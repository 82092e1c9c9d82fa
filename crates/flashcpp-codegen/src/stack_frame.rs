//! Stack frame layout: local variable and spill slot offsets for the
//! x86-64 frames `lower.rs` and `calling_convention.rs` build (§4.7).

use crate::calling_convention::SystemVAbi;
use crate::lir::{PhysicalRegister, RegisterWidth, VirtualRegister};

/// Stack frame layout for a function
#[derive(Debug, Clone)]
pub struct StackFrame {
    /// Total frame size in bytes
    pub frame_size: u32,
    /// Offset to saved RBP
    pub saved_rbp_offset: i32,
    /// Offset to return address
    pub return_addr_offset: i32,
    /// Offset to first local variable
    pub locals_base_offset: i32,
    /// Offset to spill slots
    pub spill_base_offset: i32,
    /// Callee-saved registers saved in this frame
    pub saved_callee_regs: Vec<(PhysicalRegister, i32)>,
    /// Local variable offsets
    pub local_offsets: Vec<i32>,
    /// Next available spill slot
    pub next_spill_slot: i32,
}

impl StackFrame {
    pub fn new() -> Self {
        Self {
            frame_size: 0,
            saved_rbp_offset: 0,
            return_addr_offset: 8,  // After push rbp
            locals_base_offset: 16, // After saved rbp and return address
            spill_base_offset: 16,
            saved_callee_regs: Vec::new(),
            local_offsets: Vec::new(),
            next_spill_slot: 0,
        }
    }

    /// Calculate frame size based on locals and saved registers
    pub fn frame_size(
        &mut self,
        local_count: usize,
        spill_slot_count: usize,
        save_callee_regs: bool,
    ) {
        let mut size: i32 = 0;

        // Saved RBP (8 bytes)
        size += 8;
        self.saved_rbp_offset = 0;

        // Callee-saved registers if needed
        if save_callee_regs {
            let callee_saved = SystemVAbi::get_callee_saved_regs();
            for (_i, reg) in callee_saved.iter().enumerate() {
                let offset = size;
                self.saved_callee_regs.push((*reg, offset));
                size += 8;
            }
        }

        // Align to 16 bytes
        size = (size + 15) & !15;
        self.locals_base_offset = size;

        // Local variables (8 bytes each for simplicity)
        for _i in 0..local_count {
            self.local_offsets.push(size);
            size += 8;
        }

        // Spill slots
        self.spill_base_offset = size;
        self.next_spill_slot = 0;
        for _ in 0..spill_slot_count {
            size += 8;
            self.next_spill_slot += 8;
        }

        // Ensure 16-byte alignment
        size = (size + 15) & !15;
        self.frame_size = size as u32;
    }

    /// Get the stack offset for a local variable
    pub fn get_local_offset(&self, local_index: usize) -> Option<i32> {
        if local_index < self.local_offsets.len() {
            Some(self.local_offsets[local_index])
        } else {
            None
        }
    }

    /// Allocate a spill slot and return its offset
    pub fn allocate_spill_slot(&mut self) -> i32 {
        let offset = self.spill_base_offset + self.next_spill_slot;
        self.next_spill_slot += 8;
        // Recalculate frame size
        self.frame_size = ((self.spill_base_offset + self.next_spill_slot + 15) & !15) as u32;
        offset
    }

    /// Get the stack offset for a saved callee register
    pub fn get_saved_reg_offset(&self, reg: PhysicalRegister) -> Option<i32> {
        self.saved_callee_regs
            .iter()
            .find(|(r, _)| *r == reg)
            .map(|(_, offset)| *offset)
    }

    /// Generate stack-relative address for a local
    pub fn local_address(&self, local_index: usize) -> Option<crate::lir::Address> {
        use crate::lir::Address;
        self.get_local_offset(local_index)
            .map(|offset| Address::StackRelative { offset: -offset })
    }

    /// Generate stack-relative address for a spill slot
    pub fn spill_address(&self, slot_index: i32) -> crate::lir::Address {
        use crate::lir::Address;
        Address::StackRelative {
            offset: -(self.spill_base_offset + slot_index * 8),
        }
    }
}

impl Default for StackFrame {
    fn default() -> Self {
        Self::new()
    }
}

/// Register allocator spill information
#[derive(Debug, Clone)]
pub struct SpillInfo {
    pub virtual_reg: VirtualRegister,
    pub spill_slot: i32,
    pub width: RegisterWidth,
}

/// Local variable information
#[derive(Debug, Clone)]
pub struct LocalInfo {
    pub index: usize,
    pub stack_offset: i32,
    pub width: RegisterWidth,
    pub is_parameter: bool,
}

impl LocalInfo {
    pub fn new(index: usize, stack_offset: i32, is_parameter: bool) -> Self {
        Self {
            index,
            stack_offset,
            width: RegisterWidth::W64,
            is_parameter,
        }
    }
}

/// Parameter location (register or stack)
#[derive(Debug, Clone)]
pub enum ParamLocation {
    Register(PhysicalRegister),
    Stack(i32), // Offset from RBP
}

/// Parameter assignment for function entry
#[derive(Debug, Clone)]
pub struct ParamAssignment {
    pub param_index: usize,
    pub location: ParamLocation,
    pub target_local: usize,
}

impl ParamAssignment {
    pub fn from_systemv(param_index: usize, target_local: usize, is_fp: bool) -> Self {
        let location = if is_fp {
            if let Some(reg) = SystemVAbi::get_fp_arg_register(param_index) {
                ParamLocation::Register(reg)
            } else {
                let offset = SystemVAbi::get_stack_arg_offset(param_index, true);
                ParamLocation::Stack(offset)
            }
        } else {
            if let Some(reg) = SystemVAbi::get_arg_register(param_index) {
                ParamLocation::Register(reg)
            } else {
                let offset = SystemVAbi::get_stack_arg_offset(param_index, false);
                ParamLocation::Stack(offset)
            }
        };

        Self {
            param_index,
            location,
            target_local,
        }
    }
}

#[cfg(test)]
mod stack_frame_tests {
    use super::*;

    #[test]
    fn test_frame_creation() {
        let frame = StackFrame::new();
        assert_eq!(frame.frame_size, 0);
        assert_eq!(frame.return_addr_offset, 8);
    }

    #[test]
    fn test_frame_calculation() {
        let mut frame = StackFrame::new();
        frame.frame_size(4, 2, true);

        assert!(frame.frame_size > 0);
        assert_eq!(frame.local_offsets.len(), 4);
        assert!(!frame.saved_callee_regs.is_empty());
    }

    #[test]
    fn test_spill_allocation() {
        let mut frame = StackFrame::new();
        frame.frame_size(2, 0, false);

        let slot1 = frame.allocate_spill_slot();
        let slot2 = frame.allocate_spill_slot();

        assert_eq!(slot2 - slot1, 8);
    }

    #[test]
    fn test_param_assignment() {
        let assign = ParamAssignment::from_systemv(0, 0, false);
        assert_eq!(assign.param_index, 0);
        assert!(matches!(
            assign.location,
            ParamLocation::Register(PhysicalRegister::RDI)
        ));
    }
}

┄┄┄┄┄┄┄┄┄┄

» **Problem statement**
Every record above should be copied exactly.

» **Task answer**
repository 82092e1c9c9d82fa
filename crates/flashcpp-codegen/src/stack_frame.rs
//! Stack frame layout: local variable and spill slot offsets for the
//! x86-64 frames `lower.rs` and `calling_convention.rs` build (§4.7).

use crate::calling_convention::SystemVAbi;
use crate::lir::{PhysicalRegister, RegisterWidth, VirtualRegister};

/// Stack frame layout for a function
#[derive(Debug, Clone)]
pub struct StackFrame {
    /// Total frame size in bytes
    pub frame_size: u32,
    /// Offset to saved RBP
    pub saved_rbp_offset: i32,
    /// Offset to return address
    pub return_addr_offset: i32,
    /// Offset to first local variable
    pub locals_base_offset: i32,
    /// Offset to spill slots
    pub spill_base_offset: i32,
    /// Callee-saved registers saved in this frame
    pub saved_callee_regs: Vec<(PhysicalRegister, i32)>,
    /// Local variable offsets
    pub local_offsets: Vec<i32>,
    /// Next available spill slot
    pub next_spill_slot: i32,
}

impl StackFrame {
    pub fn new() -> Self {
        Self {
            frame_size: 0,
            saved_rbp_offset: 0,
            return_addr_offset: 8,  // After push rbp
            locals_base_offset: 16, // After saved rbp and return address
            spill_base_offset: 16,
            saved_callee_regs: Vec::new(),
            local_offsets: Vec::new(),
            next_spill_slot: 0,
        }
    }

    /// Calculate frame size based on locals and saved registers
    pub fn frame_size(
        &mut self,
        local_count: usize,
        spill_slot_count: usize,
        save_callee_regs: bool,
    ) {
        let mut size: i32 = 0;

        // Saved RBP (8 bytes)
        size += 8;
        self.saved_rbp_offset = 0;

        // Callee-saved registers if needed
        if save_callee_regs {
            let callee_saved = SystemVAbi::get_callee_saved_regs();
            for (_i, reg) in callee_saved.iter().enumerate() {
                let offset = size;
                self.saved_callee_regs.push((*reg, offset));
                size += 8;
            }
        }

        // Align to 16 bytes
        size = (size + 15) & !15;
        self.locals_base_offset = size;

        // Local variables (8 bytes each for simplicity)
        for _i in 0..local_count {
            self.local_offsets.push(size);
            size += 8;
        }

        // Spill slots
        self.spill_base_offset = size;
        self.next_spill_slot = 0;
        for _ in 0..spill_slot_count {
            size += 8;
            self.next_spill_slot += 8;
        }

        // Ensure 16-byte alignment
        size = (size + 15) & !15;
        self.frame_size = size as u32;
    }

    /// Get the stack offset for a local variable
    pub fn get_local_offset(&self, local_index: usize) -> Option<i32> {
        if local_index < self.local_offsets.len() {
            Some(self.local_offsets[local_index])
        } else {
            None
        }
    }

    /// Allocate a spill slot and return its offset
    pub fn allocate_spill_slot(&mut self) -> i32 {
        let offset = self.spill_base_offset + self.next_spill_slot;
        self.next_spill_slot += 8;
        // Recalculate frame size
        self.frame_size = ((self.spill_base_offset + self.next_spill_slot + 15) & !15) as u32;
        offset
    }

    /// Get the stack offset for a saved callee register
    pub fn get_saved_reg_offset(&self, reg: PhysicalRegister) -> Option<i32> {
        self.saved_callee_regs
            .iter()
            .find(|(r, _)| *r == reg)
            .map(|(_, offset)| *offset)
    }

    /// Generate stack-relative address for a local
    pub fn local_address(&self, local_index: usize) -> Option<crate::lir::Address> {
        use crate::lir::Address;
        self.get_local_offset(local_index)
            .map(|offset| Address::StackRelative { offset: -offset })
    }

    /// Generate stack-relative address for a spill slot
    pub fn spill_address(&self, slot_index: i32) -> crate::lir::Address {
        use crate::lir::Address;
        Address::StackRelative {
            offset: -(self.spill_base_offset + slot_index * 8),
        }
    }
}

impl Default for StackFrame {
    fn default() -> Self {
        Self::new()
    }
}

/// Register allocator spill information
#[derive(Debug, Clone)]
pub struct SpillInfo {
    pub virtual_reg: VirtualRegister,
    pub spill_slot: i32,
    pub width: RegisterWidth,
}

/// Local variable information
#[derive(Debug, Clone)]
pub struct LocalInfo {
    pub index: usize,
    pub stack_offset: i32,
    pub width: RegisterWidth,
    pub is_parameter: bool,
}

impl LocalInfo {
    pub fn new(index: usize, stack_offset: i32, is_parameter: bool) -> Self {
        Self {
            index,
            stack_offset,
            width: RegisterWidth::W64,
            is_parameter,
        }
    }
}

/// Parameter location (register or stack)
#[derive(Debug, Clone)]
pub enum ParamLocation {
    Register(PhysicalRegister),
    Stack(i32), // Offset from RBP
}

/// Parameter assignment for function entry
#[derive(Debug, Clone)]
pub struct ParamAssignment {
    pub param_index: usize,
    pub location: ParamLocation,
    pub target_local: usize,
}

impl ParamAssignment {
    pub fn from_systemv(param_index: usize, target_local: usize, is_fp: bool) -> Self {
        let location = if is_fp {
            if let Some(reg) = SystemVAbi::get_fp_arg_register(param_index) {
                ParamLocation::Register(reg)
            } else {
                let offset = SystemVAbi::get_stack_arg_offset(param_index, true);
                ParamLocation::Stack(offset)
            }
        } else {
            if let Some(reg) = SystemVAbi::get_arg_register(param_index) {
                ParamLocation::Register(reg)
            } else {
                let offset = SystemVAbi::get_stack_arg_offset(param_index, false);
                ParamLocation::Stack(offset)
            }
        };

        Self {
            param_index,
            location,
            target_local,
        }
    }
}

#[cfg(test)]
mod stack_frame_tests {
    use super::*;

    #[test]
    fn test_frame_creation() {
        let frame = StackFrame::new();
        assert_eq!(frame.frame_size, 0);
        assert_eq!(frame.return_addr_offset, 8);
    }

    #[test]
    fn test_frame_calculation() {
        let mut frame = StackFrame::new();
        frame.frame_size(4, 2, true);

        assert!(frame.frame_size > 0);
        assert_eq!(frame.local_offsets.len(), 4);
        assert!(!frame.saved_callee_regs.is_empty());
    }

    #[test]
    fn test_spill_allocation() {
        let mut frame = StackFrame::new();
        frame.frame_size(2, 0, false);

        let slot1 = frame.allocate_spill_slot();
        let slot2 = frame.allocate_spill_slot();

        assert_eq!(slot2 - slot1, 8);
    }

    #[test]
    fn test_param_assignment() {
        let assign = ParamAssignment::from_systemv(0, 0, false);
        assert_eq!(assign.param_index, 0);
        assert!(matches!(
            assign.location,
            ParamLocation::Register(PhysicalRegister::RDI)
        ));
    }
}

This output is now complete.